TASK GOAL: Please copy out the lines in the entries that contain "Zeroizing".

RECORDS SHOWN:
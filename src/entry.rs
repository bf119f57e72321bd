use std::fmt;

use zeroize::Zeroizing;

use crate::crypto::aes::AesKeys;

#[derive(Debug, Clone, Copy, PartialEq, Eq)]
pub enum CompressionMethod {
    Store,   // 0
    Deflate, // 8
    Unknown(u16),
}

impl CompressionMethod {
    pub fn from_u16(n: u16) -> Self {
        match n {
            0 => Self::Store,
            8 => Self::Deflate,
            n => Self::Unknown(n),
        }
    }
}

impl fmt::Display for CompressionMethod {
    fn fmt(&self, f: &mut fmt::Formatter<'_>) -> fmt::Result {
        match self {
            Self::Store => write!(f, "Store"),
            Self::Deflate => write!(f, "Deflate"),
            Self::Unknown(n) => write!(f, "Unknown({n})"),
        }
    }
}

#[derive(Debug, Clone, Default)]
pub enum Encryption {
    #[default]
    None,
    /// PKware traditional encryption with a 12-byte header.
    Standard,
    /// WinZip AES with keys already derived by the caller.
    Aes(AesKeys),
}

/// Metadata for one entry, as produced by the archive header parser.
///
/// `data_pos` is the absolute offset of the entry's data region in the
/// source. For encrypted entries `compressed_size` covers the whole region:
/// the decryption header (or AES salt, verifier and MAC) included.
#[derive(Clone)]
pub struct EntryDescriptor {
    pub file_name: String,
    pub password: Option<Zeroizing<Vec<u8>>>,
    pub compression_method: CompressionMethod,
    pub encryption: Encryption,
    pub compressed_size: u64,
    pub uncompressed_size: u64,
    pub data_pos: u64,
    pub file_crc: Option<u32>,
    /// DOS modification time, set for entries with a trailing data descriptor.
    pub data_descriptor_time: Option<u16>,
    /// Compare the last decrypted header byte against [`check_byte`](Self::check_byte).
    pub header_check: bool,
}

impl EntryDescriptor {
    pub fn new(
        file_name: impl Into<String>,
        compression_method: CompressionMethod,
        compressed_size: u64,
        uncompressed_size: u64,
    ) -> Self {
        Self {
            file_name: file_name.into(),
            password: None,
            compression_method,
            encryption: Encryption::None,
            compressed_size,
            uncompressed_size,
            data_pos: 0,
            file_crc: None,
            data_descriptor_time: None,
            header_check: true,
        }
    }

    /// Each character contributes its low 8 bits.
    pub fn with_password(self, password: &str) -> Self {
        let bytes = password.chars().map(|c| (c as u32 & 0xff) as u8).collect();
        self.with_password_bytes(bytes)
    }

    pub fn with_password_bytes(mut self, password: Vec<u8>) -> Self {
        self.password = Some(Zeroizing::new(password));
        self
    }

    pub fn with_encryption(mut self, encryption: Encryption) -> Self {
        self.encryption = encryption;
        self
    }

    pub fn with_data_pos(mut self, data_pos: u64) -> Self {
        self.data_pos = data_pos;
        self
    }

    pub fn with_crc(mut self, crc: u32) -> Self {
        self.file_crc = Some(crc);
        self
    }

    /// Marks the entry as written with a trailing data descriptor.
    pub fn with_data_descriptor(mut self, dos_time: u16) -> Self {
        self.data_descriptor_time = Some(dos_time);
        self
    }

    pub fn with_header_check(mut self, header_check: bool) -> Self {
        self.header_check = header_check;
        self
    }

    /// Expected last byte of the decrypted 12-byte header: the high byte of
    /// the DOS time when a data descriptor follows the data, otherwise the
    /// high byte of the CRC.
    pub fn check_byte(&self) -> Option<u8> {
        if !self.header_check {
            return None;
        }
        match self.data_descriptor_time {
            Some(time) => Some((time >> 8) as u8),
            None => self.file_crc.map(|crc| (crc >> 24) as u8),
        }
    }

    pub fn has_data_descriptor(&self) -> bool {
        self.data_descriptor_time.is_some()
    }

    pub fn is_encrypted(&self) -> bool {
        !matches!(self.encryption, Encryption::None)
    }

    pub fn is_aes(&self) -> bool {
        matches!(self.encryption, Encryption::Aes(_))
    }

    pub fn password(&self) -> Option<&[u8]> {
        self.password.as_deref().map(Vec::as_slice)
    }
}

impl fmt::Debug for EntryDescriptor {
    fn fmt(&self, f: &mut fmt::Formatter<'_>) -> fmt::Result {
        f.debug_struct("EntryDescriptor")
            .field("file_name", &self.file_name)
            .field("password", &self.password.as_ref().map(|_| "<redacted>"))
            .field("compression_method", &self.compression_method)
            .field("encryption", &self.encryption)
            .field("compressed_size", &self.compressed_size)
            .field("uncompressed_size", &self.uncompressed_size)
            .field("data_pos", &self.data_pos)
            .field("file_crc", &self.file_crc)
            .field("data_descriptor_time", &self.data_descriptor_time)
            .field("header_check", &self.header_check)
            .finish()
    }
}
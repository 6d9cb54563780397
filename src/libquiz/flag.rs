use crate::libquiz::db::SqliteFlagSink;
use crate::libquiz::domain::Domain;
use chrono::{DateTime, Local};
use csv::WriterBuilder;
use log::{debug, info, warn};
use serde::Serialize;
use std::fs::OpenOptions;
use std::io;
use std::path::{Path, PathBuf};
use thiserror::Error;

pub const FLAG_COLUMNS: [&str; 5] = ["Timestamp", "Domain", "Question", "Source", "Notes"];

#[derive(Debug, Error)]
pub enum FlagError {
    #[error("flag database error: {0}")]
    Sqlite(#[from] rusqlite::Error),
    #[error("flag sheet error: {0}")]
    Csv(#[from] csv::Error),
    #[error("cannot write flag: {0}")]
    Io(#[from] io::Error),
}

/// A user report that a question may be inaccurate.
#[derive(Debug, Clone, PartialEq, Serialize)]
pub struct FlagRecord {
    pub flagged_at: DateTime<Local>,
    pub domain: Option<Domain>,
    pub question: String,
    pub source: String,
    pub notes: String,
}

impl FlagRecord {
    pub fn timestamp(&self) -> String {
        self.flagged_at.format("%Y-%m-%dT%H:%M:%S").to_string()
    }

    pub fn domain_label(&self) -> &str {
        self.domain.as_ref().map(Domain::label).unwrap_or("")
    }

    fn row(&self) -> [String; 5] {
        [
            self.timestamp(),
            self.domain_label().to_owned(),
            self.question.clone(),
            self.source.clone(),
            self.notes.clone(),
        ]
    }
}

/// Somewhere flagged questions get appended to. Failures are the caller's to swallow.
pub trait FlagSink {
    fn append(&mut self, flag: &FlagRecord) -> Result<(), FlagError>;
}

/// Used when nothing is configured. Accepts everything and keeps nothing.
#[derive(Debug, Default, Clone, Copy)]
pub struct NullFlagSink;

impl FlagSink for NullFlagSink {
    fn append(&mut self, flag: &FlagRecord) -> Result<(), FlagError> {
        debug!("[Flag] No sink configured, dropping flag for {:?}", flag.question);
        Ok(())
    }
}

/// Appends flags to a spreadsheet-compatible CSV file, writing the header row on first use.
#[derive(Debug, Clone)]
pub struct CsvFlagSink {
    path: PathBuf,
}

impl CsvFlagSink {
    pub fn new(path: impl Into<PathBuf>) -> Self {
        CsvFlagSink { path: path.into() }
    }
}

impl FlagSink for CsvFlagSink {
    fn append(&mut self, flag: &FlagRecord) -> Result<(), FlagError> {
        let needs_header = match self.path.metadata() {
            Ok(metadata) => metadata.len() == 0,
            Err(_) => true,
        };
        let file = OpenOptions::new()
            .create(true)
            .append(true)
            .open(&self.path)?;
        let mut writer = WriterBuilder::new().has_headers(false).from_writer(file);
        if needs_header {
            writer.write_record(FLAG_COLUMNS)?;
        }
        writer.write_record(flag.row())?;
        writer.flush()?;
        debug!("[Flag] Appended flag to {:?}", self.path);
        Ok(())
    }
}

/// Picks a sink from whatever is configured. A database that cannot be opened falls back to the
/// sheet, and with no sheet to the null sink.
pub fn open_sink(flag_db: Option<&Path>, flag_csv: Option<&Path>) -> Box<dyn FlagSink> {
    if let Some(path) = flag_db {
        match SqliteFlagSink::open(path) {
            Ok(sink) => {
                info!("[Flag] Logging flags to database {:?}", path);
                return Box::new(sink);
            }
            Err(err) => warn!("[Flag] Cannot open flag database {:?}: {}", path, err),
        }
    }
    if let Some(path) = flag_csv {
        info!("[Flag] Logging flags to sheet {:?}", path);
        return Box::new(CsvFlagSink::new(path));
    }
    debug!("[Flag] No flag sink configured.");
    Box::new(NullFlagSink)
}

#[cfg(test)]
mod tests {
    use super::*;
    use chrono::TimeZone;

    fn flag(question: &str) -> FlagRecord {
        FlagRecord {
            flagged_at: Local.with_ymd_and_hms(2025, 3, 14, 9, 26, 53).unwrap(),
            domain: Some(Domain::Ethics),
            question: question.to_owned(),
            source: "Code of Conduct".to_owned(),
            notes: "outdated, see 2024 revision".to_owned(),
        }
    }

    #[test]
    fn null_sink_accepts_silently() {
        assert!(NullFlagSink.append(&flag("Q")).is_ok());
    }

    #[test]
    fn csv_sink_writes_header_once() {
        let dir = tempfile::tempdir().unwrap();
        let path = dir.path().join("flags.csv");
        let mut sink = CsvFlagSink::new(&path);

        sink.append(&flag("First, with a comma")).unwrap();
        sink.append(&flag("Second")).unwrap();

        let mut reader = csv::Reader::from_path(&path).unwrap();
        let headers: Vec<String> = reader.headers().unwrap().iter().map(str::to_owned).collect();
        assert_eq!(headers, FLAG_COLUMNS.to_vec());
        let rows: Vec<csv::StringRecord> = reader.records().map(|r| r.unwrap()).collect();
        assert_eq!(rows.len(), 2);
        assert_eq!(&rows[0][0], "2025-03-14T09:26:53");
        assert_eq!(&rows[0][1], "Ethics");
        assert_eq!(&rows[0][2], "First, with a comma");
        assert_eq!(&rows[1][4], "outdated, see 2024 revision");
    }

    #[test]
    fn csv_sink_reports_unwritable_path() {
        let dir = tempfile::tempdir().unwrap();
        let mut sink = CsvFlagSink::new(dir.path().join("missing").join("flags.csv"));
        assert!(matches!(sink.append(&flag("Q")), Err(FlagError::Io(_))));
    }

    #[test]
    fn empty_flag_database_is_usable() {
        let dir = tempfile::tempdir().unwrap();
        let db = dir.path().join("flags.db");
        let sheet = dir.path().join("flags.csv");
        std::fs::File::create(&db).unwrap();

        let mut sink = open_sink(Some(db.as_path()), Some(sheet.as_path()));
        sink.append(&flag("Q")).unwrap();
        assert!(!sheet.exists());
    }

    #[test]
    fn unusable_flag_database_falls_back_to_sheet() {
        let dir = tempfile::tempdir().unwrap();
        let db = dir.path().join("flags.db");
        let sheet = dir.path().join("flags.csv");
        std::fs::write(&db, "this is not a database\n".repeat(100)).unwrap();

        let mut sink = open_sink(Some(db.as_path()), Some(sheet.as_path()));
        sink.append(&flag("Q")).unwrap();
        assert!(sheet.exists());
    }

    #[test]
    fn unconfigured_sink_is_null() {
        let mut sink = open_sink(None, None);
        assert!(sink.append(&flag("Q")).is_ok());
    }
}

YOUR SOLUTION:
use zeroize::Zeroizing;
    pub password: Option<Zeroizing<Vec<u8>>>,
        self.password = Some(Zeroizing::new(password));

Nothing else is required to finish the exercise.